P/S separation of OBS data by inversion in a homogeneous medium

PZ summation

PZ summation involves summing the pressure data recorded by the hydrophone with the vertical particle velocity data recorded by the geophone, with some scaling factor:

$$U (z_r) = \frac{1}{2} \left[ P(z_r) - \beta V_z (z_r) \right] ,$$

$$D (z_r) = \frac{1}{2} \left[ P(z_r) + \beta V_z (z_r) \right] ,$$ (1)

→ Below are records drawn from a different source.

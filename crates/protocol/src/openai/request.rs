//! OpenAI `chat/completions` request parsing and translation to the upstream
//! `generateContent` body (spec.md §4.10 "Request → upstream").

use serde::Deserialize;
use serde_json::Value;

use crate::image::parse_image_url;
use crate::models::{self, CLAUDE_DEFAULT_MAX_TOKENS};
use crate::schema::clean_claude_schema;
use crate::upstream::{
    Content, FunctionCall, FunctionCallingConfig, FunctionDeclaration, FunctionResponse,
    GenerateContentBody, GenerationConfig, Part, Tool, ToolConfig, default_safety_settings,
};
use crate::{Error, Result};

#[derive(Debug, Clone, Deserialize)]
pub struct ChatCompletionRequest {
    pub model: String,
    pub messages: Vec<ChatMessage>,
    #[serde(default)]
    pub stream: bool,
    #[serde(default)]
    pub temperature: Option<f64>,
    #[serde(default)]
    pub top_p: Option<f64>,
    #[serde(default)]
    pub max_tokens: Option<u32>,
    #[serde(default)]
    pub stop: Option<StopSequences>,
    #[serde(default)]
    pub tools: Option<Vec<ChatTool>>,
    #[serde(default)]
    pub tool_choice: Option<Value>,
    #[serde(default)]
    pub reasoning_effort: Option<String>,
}

#[derive(Debug, Clone, Deserialize)]
#[serde(untagged)]
pub enum StopSequences {
    One(String),
    Many(Vec<String>),
}

impl StopSequences {
    fn into_vec(self) -> Vec<String> {
        match self {
            StopSequences::One(s) => vec![s],
            StopSequences::Many(v) => v,
        }
    }
}

#[derive(Debug, Clone, Deserialize)]
pub struct ChatMessage {
    pub role: String,
    #[serde(default)]
    pub content: Option<Value>,
    #[serde(default)]
    pub tool_calls: Option<Vec<ToolCallIn>>,
    #[serde(default)]
    pub tool_call_id: Option<String>,
}

#[derive(Debug, Clone, Deserialize)]
pub struct ToolCallIn {
    #[serde(default)]
    pub id: Option<String>,
    pub function: FunctionCallIn,
}

#[derive(Debug, Clone, Deserialize)]
pub struct FunctionCallIn {
    pub name: String,
    pub arguments: String,
}

#[derive(Debug, Clone, Deserialize)]
pub struct ChatTool {
    #[serde(rename = "type")]
    pub kind: String,
    pub function: ChatFunctionDef,
}

#[derive(Debug, Clone, Deserialize)]
pub struct ChatFunctionDef {
    pub name: String,
    #[serde(default)]
    pub description: Option<String>,
    #[serde(default)]
    pub parameters: Option<Value>,
}

/// Build the upstream `generateContent` body for a chat-completions request
/// (spec.md §4.10 "Request → upstream").
pub fn build_generate_content_body(req: &ChatCompletionRequest) -> Result<GenerateContentBody> {
    let (system_instruction, contents) = translate_messages(&req.messages)?;

    let claude = models::is_claude(&req.model);
    let max_tokens = req
        .max_tokens
        .or(if claude { Some(CLAUDE_DEFAULT_MAX_TOKENS) } else { None });

    let thinking_config = models::build_thinking_config(&req.model, req.reasoning_effort.as_deref());

    let generation_config = GenerationConfig {
        temperature: req.temperature,
        top_p: req.top_p,
        max_output_tokens: max_tokens,
        stop_sequences: req.stop.clone().map(StopSequences::into_vec),
        thinking_config,
    };

    let tools = req
        .tools
        .as_ref()
        .filter(|t| !t.is_empty())
        .map(|tools| vec![Tool { function_declarations: build_declarations(tools, claude) }]);

    let tool_config = req.tool_choice.as_ref().map(build_tool_config);

    Ok(GenerateContentBody {
        contents,
        system_instruction,
        generation_config: Some(generation_config),
        tools,
        tool_config,
        safety_settings: Some(default_safety_settings()),
    })
}

fn build_declarations(tools: &[ChatTool], claude: bool) -> Vec<FunctionDeclaration> {
    tools
        .iter()
        .map(|t| {
            let mut decl = FunctionDeclaration {
                name: t.function.name.clone(),
                description: t.function.description.clone(),
                parameters: None,
                parameters_json_schema: None,
            };
            if let Some(schema) = &t.function.parameters {
                if claude {
                    decl.parameters = Some(clean_claude_schema(schema));
                } else {
                    decl.parameters_json_schema = Some(schema.clone());
                }
            }
            decl
        })
        .collect()
}

fn build_tool_config(choice: &Value) -> ToolConfig {
    let (mode, allowed) = match choice {
        Value::String(s) if s == "auto" => ("AUTO".to_string(), None),
        Value::String(s) if s == "none" => ("NONE".to_string(), None),
        Value::String(s) if s == "required" => ("ANY".to_string(), None),
        Value::Object(obj) => {
            let name = obj
                .get("function")
                .and_then(|f| f.get("name"))
                .and_then(|n| n.as_str())
                .map(str::to_string);
            ("ANY".to_string(), name.map(|n| vec![n]))
        }
        _ => ("AUTO".to_string(), None),
    };
    ToolConfig {
        function_calling_config: FunctionCallingConfig {
            mode,
            allowed_function_names: allowed,
        },
    }
}

/// Split messages into the upstream `systemInstruction` (last `system`
/// message) and the ordered `contents` list (spec.md §4.10).
fn translate_messages(messages: &[ChatMessage]) -> Result<(Option<Content>, Vec<Content>)> {
    let system_instruction = messages
        .iter()
        .rev()
        .find(|m| m.role == "system")
        .and_then(|m| m.content.as_ref())
        .and_then(text_of)
        .map(|text| Content {
            role: "user".to_string(),
            parts: vec![Part::text(text)],
        });

    let mut contents = Vec::new();
    for message in messages {
        match message.role.as_str() {
            "system" => continue,
            "user" => contents.push(translate_user_message(message)?),
            "assistant" => contents.push(translate_assistant_message(message)?),
            "tool" => contents.push(translate_tool_message(message)?),
            other => return Err(Error::InvalidRequest(format!("unsupported role: {other}"))),
        }
    }

    Ok((system_instruction, contents))
}

fn text_of(content: &Value) -> Option<String> {
    match content {
        Value::String(s) => Some(s.clone()),
        Value::Array(parts) => {
            let joined: String = parts
                .iter()
                .filter_map(|p| p.get("text").and_then(|t| t.as_str()))
                .collect::<Vec<_>>()
                .join("");
            (!joined.is_empty()).then_some(joined)
        }
        _ => None,
    }
}

fn translate_user_message(message: &ChatMessage) -> Result<Content> {
    let mut parts = Vec::new();
    match message.content.as_ref() {
        Some(Value::String(text)) => parts.push(Part::text(text.clone())),
        Some(Value::Array(items)) => {
            for item in items {
                let kind = item.get("type").and_then(|t| t.as_str()).unwrap_or("text");
                match kind {
                    "text" => {
                        if let Some(text) = item.get("text").and_then(|t| t.as_str()) {
                            parts.push(Part::text(text));
                        }
                    }
                    "image_url" => {
                        let url = item
                            .get("image_url")
                            .and_then(|u| u.get("url"))
                            .and_then(|u| u.as_str())
                            .unwrap_or_default();
                        parts.push(Part {
                            inline_data: Some(parse_image_url(url)),
                            ..Default::default()
                        });
                    }
                    _ => {}
                }
            }
        }
        _ => {}
    }
    Ok(Content {
        role: "user".to_string(),
        parts,
    })
}

fn translate_assistant_message(message: &ChatMessage) -> Result<Content> {
    let mut parts = Vec::new();
    if let Some(text) = message.content.as_ref().and_then(text_of) {
        parts.push(Part::text(text));
    }
    if let Some(tool_calls) = &message.tool_calls {
        for call in tool_calls {
            let args: serde_json::Value =
                serde_json::from_str(&call.function.arguments).unwrap_or(Value::Null);
            parts.push(Part {
                function_call: Some(FunctionCall {
                    id: call.id.clone(),
                    name: call.function.name.clone(),
                    args,
                }),
                ..Default::default()
            });
        }
    }
    Ok(Content {
        role: "model".to_string(),
        parts,
    })
}

fn translate_tool_message(message: &ChatMessage) -> Result<Content> {
    let raw = message
        .content
        .as_ref()
        .and_then(text_of)
        .unwrap_or_default();
    let parsed: Value = serde_json::from_str(&raw)
        .unwrap_or_else(|_| serde_json::json!({ "output": raw }));
    Ok(Content {
        role: "user".to_string(),
        parts: vec![Part {
            function_response: Some(FunctionResponse {
                id: message.tool_call_id.clone(),
                name: "tool".to_string(),
                response: parsed,
            }),
            ..Default::default()
        }],
    })
}

#[cfg(test)]
mod tests {
    use super::*;
    use serde_json::json;

    fn message(role: &str, content: Value) -> ChatMessage {
        ChatMessage {
            role: role.to_string(),
            content: Some(content),
            tool_calls: None,
            tool_call_id: None,
        }
    }

    #[test]
    fn last_system_message_becomes_system_instruction() {
        let messages = vec![
            message("system", json!("first")),
            message("system", json!("second")),
            message("user", json!("hi")),
        ];
        let (system, contents) = translate_messages(&messages).unwrap();
        let system = system.unwrap();
        assert_eq!(system.role, "user");
        assert_eq!(system.parts[0].text.as_deref(), Some("second"));
        assert_eq!(contents.len(), 1);
    }

    #[test]
    fn user_image_url_parses_data_url() {
        let messages = vec![message(
            "user",
            json!([
                {"type": "text", "text": "what is this?"},
                {"type": "image_url", "image_url": {"url": "data:image/jpeg;base64,Zm9v"}}
            ]),
        )];
        let (_, contents) = translate_messages(&messages).unwrap();
        let parts = &contents[0].parts;
        assert_eq!(parts[0].text.as_deref(), Some("what is this?"));
        let inline = parts[1].inline_data.as_ref().unwrap();
        assert_eq!(inline.mime_type, "image/jpeg");
        assert_eq!(inline.data, "Zm9v");
    }

    #[test]
    fn assistant_tool_calls_decode_arguments_into_args() {
        let mut msg = message("assistant", json!(null));
        msg.tool_calls = Some(vec![ToolCallIn {
            id: Some("call_1".into()),
            function: FunctionCallIn {
                name: "lookup".into(),
                arguments: r#"{"q":"x"}"#.into(),
            },
        }]);
        let content = translate_assistant_message(&msg).unwrap();
        assert_eq!(content.role, "model");
        let call = content.parts[0].function_call.as_ref().unwrap();
        assert_eq!(call.name, "lookup");
        assert_eq!(call.args, json!({"q":"x"}));
    }

    #[test]
    fn tool_message_falls_back_to_output_wrapper_on_invalid_json() {
        let mut msg = message("tool", json!("not json"));
        msg.tool_call_id = Some("call_1".into());
        let content = translate_tool_message(&msg).unwrap();
        let response = content.parts[0].function_response.as_ref().unwrap();
        assert_eq!(response.response, json!({"output": "not json"}));
        assert_eq!(response.id.as_deref(), Some("call_1"));
    }

    #[test]
    fn claude_model_cleans_tool_schema() {
        let schema = json!({"type": "object", "additionalProperties": false});
        let tools = vec![ChatTool {
            kind: "function".into(),
            function: ChatFunctionDef {
                name: "f".into(),
                description: None,
                parameters: Some(schema),
            },
        }];
        let decls = build_declarations(&tools, true);
        assert!(decls[0].parameters_json_schema.is_none());
        assert_eq!(decls[0].parameters, Some(json!({"type": "object"})));
    }

    #[test]
    fn tool_choice_named_function_maps_to_any_with_allowed_names() {
        let config = build_tool_config(&json!({"type": "function", "function": {"name": "f"}}));
        assert_eq!(config.function_calling_config.mode, "ANY");
        assert_eq!(
            config.function_calling_config.allowed_function_names,
            Some(vec!["f".to_string()])
        );
    }
}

where $P$ is the hydrophone data, $V_z$ is the vertical geophone, $U$ is the upgoing data, $D$ is the downgoing data and $z_r$ is the receiver depth. $\beta$ is a scaling factor, which is theoretically the acoustic impedance at the wave's incidence angle. In practice, as a result of frequency-dependent instrument response, and as a result of the two different impedances above and below the receivers, $\beta$ is frequency dependent, propagation-direction dependent, and wave-mode dependent.

Amundsen (1993) does the separation in the $f-k$ domain, and uses $\beta = \frac {\rho \omega}{k_z}$ , where $k_z = \sqrt {\frac {\omega^2}{v^2} - k^2_x -k^2_y}$ , and $\rho$ is the density. This implicitly requires a laterally invariant medium at the receiver level. Alternately in the $t-x$ space, the scaling can be determined by the ratio of the direct arrival's amplitude on the hydrophone and vertical geophone components at various offsets.

As emphasized above, this method assumes that all energy is pressure wave energy, and therefore everything recorded by the hydrophone should have its counterpart in the geophone data, with either positive polarity (upgoing) or negative polarity (downgoing).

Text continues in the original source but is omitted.